Aim of the exercise: Find the lines of data that contain the string "store", then list them.

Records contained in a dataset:
:::

use crate::client::WikiArtClient;
use crate::config::FetchConfig;
use crate::download::{dataset_relative_path, DownloadOutcome, ImageDownloader};
use crate::error::FetchError;
use crate::padder::RequestPadder;
use crate::store::MetadataStore;
use anyhow::{Context, Result};
use std::fs;
use std::path::PathBuf;
use wikiart_model::{Artist, PaintingGroup};

/// Which part of the fetched data a [`Fetcher::check`] audit covers.
#[derive(Debug, Clone, Copy, PartialEq, Eq)]
pub enum CheckScope {
    Artists,
    Paintings,
    All,
}

/// Missing files found by a [`Fetcher::check`] audit. Reports only; nothing
/// is fixed.
#[derive(Debug, Default)]
pub struct CheckReport {
    /// `meta/artists.json` is absent.
    pub artists_index_missing: bool,
    /// Artist slugs whose `meta/<slug>.json` is absent.
    pub missing_painting_meta: Vec<String>,
    /// Dataset image paths that should exist but do not.
    pub missing_images: Vec<PathBuf>,
}

impl CheckReport {
    pub fn is_clean(&self) -> bool {
        !self.artists_index_missing
            && self.missing_painting_meta.is_empty()
            && self.missing_images.is_empty()
    }
}

/// Counters from a [`Fetcher::copy_everything`] pass.
#[derive(Debug, Default, Clone, Copy, PartialEq, Eq)]
pub struct DownloadStats {
    pub saved: usize,
    pub skipped: usize,
    pub failed: usize,
}

/// Drives the end-to-end pipeline: artist listing, per-artist painting
/// metadata, then every painting image, strictly in sequence.
///
/// The steps build on each other's in-memory state, so they must be invoked
/// in order; calling one before its precondition holds is a [`FetchError`].
pub struct Fetcher {
    config: FetchConfig,
    client: WikiArtClient,
    padder: RequestPadder,
    store: MetadataStore,
    downloader: ImageDownloader,
    artists: Vec<Artist>,
    painting_groups: Vec<PaintingGroup>,
}

impl Fetcher {
    pub fn new(config: FetchConfig) -> Result<Self> {
        let client = WikiArtClient::new(&config)?;
        let padder = RequestPadder::new(config.pacing);
        let store = MetadataStore::new(&config);
        let downloader = ImageDownloader::new(&config);
        Ok(Fetcher {
            config,
            client,
            padder,
            store,
            downloader,
            artists: Vec::new(),
            painting_groups: Vec::new(),
        })
    }

    /// Create the output directory scaffolding.
    pub fn prepare(&self) -> Result<()> {
        fs::create_dir_all(&self.config.base_dir).context("Failed to create base dir")?;
        fs::create_dir_all(self.config.meta_dir()).context("Failed to create meta dir")?;
        fs::create_dir_all(self.config.dataset_dir()).context("Failed to create dataset dir")?;
        Ok(())
    }

    pub fn artists(&self) -> &[Artist] {
        &self.artists
    }

    pub fn painting_groups(&self) -> &[PaintingGroup] {
        &self.painting_groups
    }

    /// Load the artist listing (cache-first). An empty result is not fatal
    /// here; the later steps fail their precondition instead.
    pub async fn fetch_artists(&mut self) {
        tracing::info!("Fetching artists...");
        self.artists = self.store.load_or_fetch_artists(&self.client).await;
    }

    /// Rebuild run state from the on-disk metadata caches. Nothing is
    /// fetched or persisted, so an audit observes the disk as it is.
    pub fn load_cached_state(&mut self) {
        self.artists = self.store.load_cached_artists();
        let groups: Vec<PaintingGroup> = self
            .artists
            .iter()
            .map(|artist| self.store.load_cached_paintings(&artist.url))
            .collect();
        self.painting_groups = groups;
        tracing::info!(
            artists = self.artists.len(),
            groups = self.painting_groups.len(),
            "Loaded state from cache"
        );
    }

    /// Fetch painting metadata for every artist whose name contains
    /// `name` (case-insensitive).
    pub async fn fetch_artist(&mut self, name: &str) -> Result<(), FetchError> {
        tracing::info!(name, "Fetching paintings for matching artists");
        if self.artists.is_empty() {
            return Err(FetchError::NoArtistsLoaded);
        }

        // Groups are reset up front so a not-found name cannot leave a
        // previous call's groups behind for copy_everything.
        self.painting_groups.clear();

        let matches: Vec<Artist> = self
            .artists
            .iter()
            .filter(|a| a.name_matches(name))
            .cloned()
            .collect();
        if matches.is_empty() {
            return Err(FetchError::ArtistNotFound(name.to_string()));
        }

        for artist in &matches {
            let group = self
                .store
                .load_or_fetch_paintings(&self.client, &mut self.padder, artist)
                .await;
            self.painting_groups.push(group);
        }
        Ok(())
    }

    /// Fetch painting metadata for every artist, logging progress at
    /// roughly 10% increments.
    pub async fn fetch_all_paintings(&mut self) -> Result<(), FetchError> {
        tracing::info!("Fetching paintings for every artist");
        if self.artists.is_empty() {
            return Err(FetchError::NoArtistsLoaded);
        }

        self.painting_groups.clear();
        let artists = self.artists.clone();
        let progress_every = (artists.len() / 10).max(1);

        for (i, artist) in artists.iter().enumerate() {
            let group = self
                .store
                .load_or_fetch_paintings(&self.client, &mut self.padder, artist)
                .await;
            self.painting_groups.push(group);

            if i % progress_every == 0 {
                tracing::info!(percent = 100 * (i + 1) / artists.len(), "Progress");
            }
        }
        Ok(())
    }

    /// Download every painting image in every loaded group. Per-item
    /// failures are counted, not propagated.
    pub async fn copy_everything(&mut self) -> Result<DownloadStats, FetchError> {
        tracing::info!("Copying paintings");
        if self.painting_groups.is_empty() {
            return Err(FetchError::NoPaintingGroups);
        }

        let mut stats = DownloadStats::default();
        let groups = self.painting_groups.clone();
        for group in &groups {
            for painting in group {
                match self
                    .downloader
                    .download(&self.client, &mut self.padder, painting)
                    .await
                {
                    DownloadOutcome::Saved(_) => stats.saved += 1,
                    DownloadOutcome::SkippedRaw | DownloadOutcome::SkippedExisting => {
                        stats.skipped += 1
                    }
                    DownloadOutcome::Failed => stats.failed += 1,
                }
            }
        }

        tracing::info!(
            saved = stats.saved,
            skipped = stats.skipped,
            failed = stats.failed,
            "Copy pass finished"
        );
        Ok(stats)
    }

    /// Full pipeline: artists, then all painting metadata, then all images.
    pub async fn fetch_all(&mut self) -> Result<DownloadStats, FetchError> {
        self.fetch_artists().await;
        self.fetch_all_paintings().await?;
        self.copy_everything().await
    }

    /// Audit the on-disk state for the currently loaded artists and
    /// painting groups, logging a warning per missing file.
    pub fn check(&self, scope: CheckScope) -> CheckReport {
        tracing::info!(?scope, "Checking downloaded data");
        let mut report = CheckReport::default();

        if matches!(scope, CheckScope::Artists | CheckScope::All)
            && !self.store.artists_path().exists()
        {
            tracing::warn!("artists.json is missing");
            report.artists_index_missing = true;
        }

        if matches!(scope, CheckScope::Paintings | CheckScope::All) {
            for artist in &self.artists {
                if !self.store.paintings_path(&artist.url).exists() {
                    tracing::warn!(artist = %artist.url, "Paintings file is missing");
                    report.missing_painting_meta.push(artist.url.clone());
                }
            }

            let dataset_dir = self.config.dataset_dir();
            for group in &self.painting_groups {
                for painting in group {
                    let path = dataset_dir.join(dataset_relative_path(painting));
                    if !path.exists() {
                        tracing::warn!(content_id = painting.content_id, path = %path.display(), "Painting image is missing");
                        report.missing_images.push(path);
                    }
                }
            }
        }

        report
    }
}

:::

Task solution:
use crate::store::MetadataStore;
    store: MetadataStore,
        let store = MetadataStore::new(&config);
            store,
        self.artists = self.store.load_or_fetch_artists(&self.client).await;
        self.artists = self.store.load_cached_artists();
            .map(|artist| self.store.load_cached_paintings(&artist.url))
                .store
                .store
            && !self.store.artists_path().exists()
                if !self.store.paintings_path(&artist.url).exists() {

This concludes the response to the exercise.